A shock poll conducted by the Chicago Tribune last month showed Mayor Rahm Emanuel's fiercest critic and likely Democratic primary opponent next February, Chicago Teachers Union President Karen Lewis, edging Emanuel 43-39% as his approval rating among Chicagoans sank to just 35%. Lewis recently fell ill and was hospitalized on Sunday for an unknown health condition. Today, CTU Vice President Jesse Sharkey revealed at a press conference that Lewis had undergone surgery yesterday and "has a serious illness." Sharkey declined to discuss the nature of her illness, only saying that he was assuming her responsibility's for the time being. Naturally, the lack of information is sparking the media's curiosity. From the Tribune:
The continued lack of information on Lewis’ health figures to only raise more questions about Lewis’ potential bid to challenge Mayor Rahm Emanuel in the Feb. 24 election.
“I understand that many people in this room, and many people in this city, want to know about Karen Lewis’ health status because they care about the mayoral election in this city,” Sharkey said. “I think that’s fair enough.
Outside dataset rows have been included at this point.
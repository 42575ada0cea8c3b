//! Transaction limit checking
//!
//! Caps are configured per entry kind. A missing cap means "no limit".
//! Daily totals are summed from the account's ledger history for the
//! current UTC day. Raw amounts are only comparable within one currency, so
//! the daily amount cap counts entries in the operation's currency.

use crate::{
    registry::AccountRegistry,
    types::{AccountId, CurrencyCode, EntryKind},
    Result,
};
use chrono::{DateTime, Utc};
use rust_decimal::Decimal;
use serde::{Deserialize, Serialize};
use std::collections::HashMap;
use std::sync::Arc;

/// Caps for one entry kind
#[derive(Debug, Clone, Default, PartialEq, Serialize, Deserialize)]
#[serde(default)]
pub struct KindLimits {
    /// Points allowed in a single operation
    pub max_points_per_transaction: Option<Decimal>,
    /// Raw amount allowed in a single operation
    pub max_amount_per_transaction: Option<Decimal>,
    /// Points allowed per UTC day
    pub max_points_per_day: Option<Decimal>,
    /// Raw amount allowed per UTC day, per currency
    pub max_amount_per_day: Option<Decimal>,
}

/// Limit configuration keyed by entry kind name (`accrual`, `redemption`, ...)
#[derive(Debug, Clone, Default, PartialEq, Serialize, Deserialize)]
#[serde(default)]
pub struct LimitConfig {
    /// Caps per kind
    pub kinds: HashMap<String, KindLimits>,
}

impl LimitConfig {
    /// Caps for a kind, if configured
    pub fn for_kind(&self, kind: EntryKind) -> Option<&KindLimits> {
        self.kinds.get(kind.as_str())
    }

    /// Set caps for a kind (builder style)
    pub fn with_kind(mut self, kind: EntryKind, limits: KindLimits) -> Self {
        self.kinds.insert(kind.as_str().to_string(), limits);
        self
    }

    /// Check the configuration for unusable values
    pub fn validate(&self) -> std::result::Result<(), String> {
        for (kind, limits) in &self.kinds {
            let caps = [
                limits.max_points_per_transaction,
                limits.max_amount_per_transaction,
                limits.max_points_per_day,
                limits.max_amount_per_day,
            ];
            if caps.iter().flatten().any(|c| c.is_sign_negative()) {
                return Err(format!("negative cap for {}", kind));
            }
        }
        Ok(())
    }
}

/// Outcome of a limit check
#[derive(Debug, Clone, PartialEq, Eq)]
pub enum LimitDecision {
    /// Within every cap
    Allow,
    /// Over a cap
    Deny {
        /// Human-readable reason
        reason: String,
    },
}

impl LimitDecision {
    /// Whether the operation may proceed
    pub fn is_allowed(&self) -> bool {
        matches!(self, LimitDecision::Allow)
    }
}

/// Today's usage for one account and kind
#[derive(Debug, Clone, Copy, Default, PartialEq, Eq)]
pub struct DailyUsage {
    /// Points moved today
    pub points: Decimal,
    /// Raw amount moved today in the requested currency
    pub amount: Decimal,
}

/// Limit checker
#[derive(Clone)]
pub struct LimitGuard {
    registry: Arc<dyn AccountRegistry>,
}

impl std::fmt::Debug for LimitGuard {
    fn fmt(&self, f: &mut std::fmt::Formatter<'_>) -> std::fmt::Result {
        f.debug_struct("LimitGuard").finish_non_exhaustive()
    }
}

impl LimitGuard {
    /// Create new limit guard over ledger history
    pub fn new(registry: Arc<dyn AccountRegistry>) -> Self {
        Self { registry }
    }

    /// Sum today's committed points for `account` and `kind`, and the raw
    /// amount of those entries paid in `currency`
    pub fn daily_usage(
        &self,
        account: &AccountId,
        kind: EntryKind,
        currency: &CurrencyCode,
        now: DateTime<Utc>,
    ) -> Result<DailyUsage> {
        let start_of_day = now
            .date_naive()
            .and_hms_opt(0, 0, 0)
            .map(|dt| dt.and_utc())
            .unwrap_or(now);

        let usage = self
            .registry
            .entries_since(account, start_of_day)?
            .into_iter()
            .filter(|e| e.kind == kind && e.timestamp <= now)
            .fold(DailyUsage::default(), |acc, e| DailyUsage {
                points: acc.points.saturating_add(e.canonical_amount.abs()),
                amount: if &e.raw_currency == currency {
                    acc.amount.saturating_add(e.raw_amount.abs())
                } else {
                    acc.amount
                },
            });
        Ok(usage)
    }

    /// Check a proposed operation against the configured caps.
    ///
    /// `points` and `raw_amount` are magnitudes; the sign is ignored.
    /// `raw_amount` is in `currency`.
    #[allow(clippy::too_many_arguments)]
    pub fn check(
        &self,
        config: &LimitConfig,
        account: &AccountId,
        kind: EntryKind,
        points: Decimal,
        raw_amount: Decimal,
        currency: &CurrencyCode,
        now: DateTime<Utc>,
    ) -> Result<LimitDecision> {
        let Some(limits) = config.for_kind(kind) else {
            return Ok(LimitDecision::Allow);
        };
        let points = points.abs();
        let raw_amount = raw_amount.abs();

        if let Some(max) = limits.max_points_per_transaction {
            if points > max {
                return Ok(deny(format!(
                    "{} of {} points exceeds per-transaction limit {}",
                    kind, points, max
                )));
            }
        }
        if let Some(max) = limits.max_amount_per_transaction {
            if raw_amount > max {
                return Ok(deny(format!(
                    "{} amount {} exceeds per-transaction limit {}",
                    kind, raw_amount, max
                )));
            }
        }

        if limits.max_points_per_day.is_none() && limits.max_amount_per_day.is_none() {
            return Ok(LimitDecision::Allow);
        }

        let usage = self.daily_usage(account, kind, currency, now)?;

        if let Some(max) = limits.max_points_per_day {
            if usage.points.saturating_add(points) > max {
                return Ok(deny(format!(
                    "daily {} points limit {} would be exceeded ({} used, {} requested)",
                    kind, max, usage.points, points
                )));
            }
        }
        if let Some(max) = limits.max_amount_per_day {
            if usage.amount.saturating_add(raw_amount) > max {
                return Ok(deny(format!(
                    "daily {} amount limit {} would be exceeded ({} used, {} requested)",
                    kind, max, usage.amount, raw_amount
                )));
            }
        }

        Ok(LimitDecision::Allow)
    }
}

fn deny(reason: String) -> LimitDecision {
    tracing::info!(reason = %reason, "Limit guard denied operation");
    LimitDecision::Deny { reason }
}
But please be aware that’s a question that I can’t answer.”
The news conference followed days of speculation on what’s wrong with Lewis, 61, who was hospitalized Sunday night after becoming ill at her South Side home. Until Thursday, there was no official word on her condition or even what hospital she was at.
Lewis, a fierce critic of Mayor Rahm Emanuel who led her union on a contentious seven day strike in September 2012, has started raising money and formed an exploratory committee for a possible challenge to the mayor. She has yet to declare her candidacy, however.A source told NBC5 that Lewis' condition is much more "serious and worrisome" than many had earlier been led to believe. She reportedly entered Northwestern Memorial Hospital with stroke-like symptoms, although she supposedly did not suffer a stroke. According to NBC5, Lewis went to Mexico earlier this year to have bariatric surgery to aid her in weight loss. She reportedly went to Mexico because her health insurance policy wouldn't cover the surgery and the procedure was much less costly there. Friends say she has lost about 100 pounds since the surgery, but they also say that her current health condition is totally unrelated to her weight loss surgery or any heart-related problems.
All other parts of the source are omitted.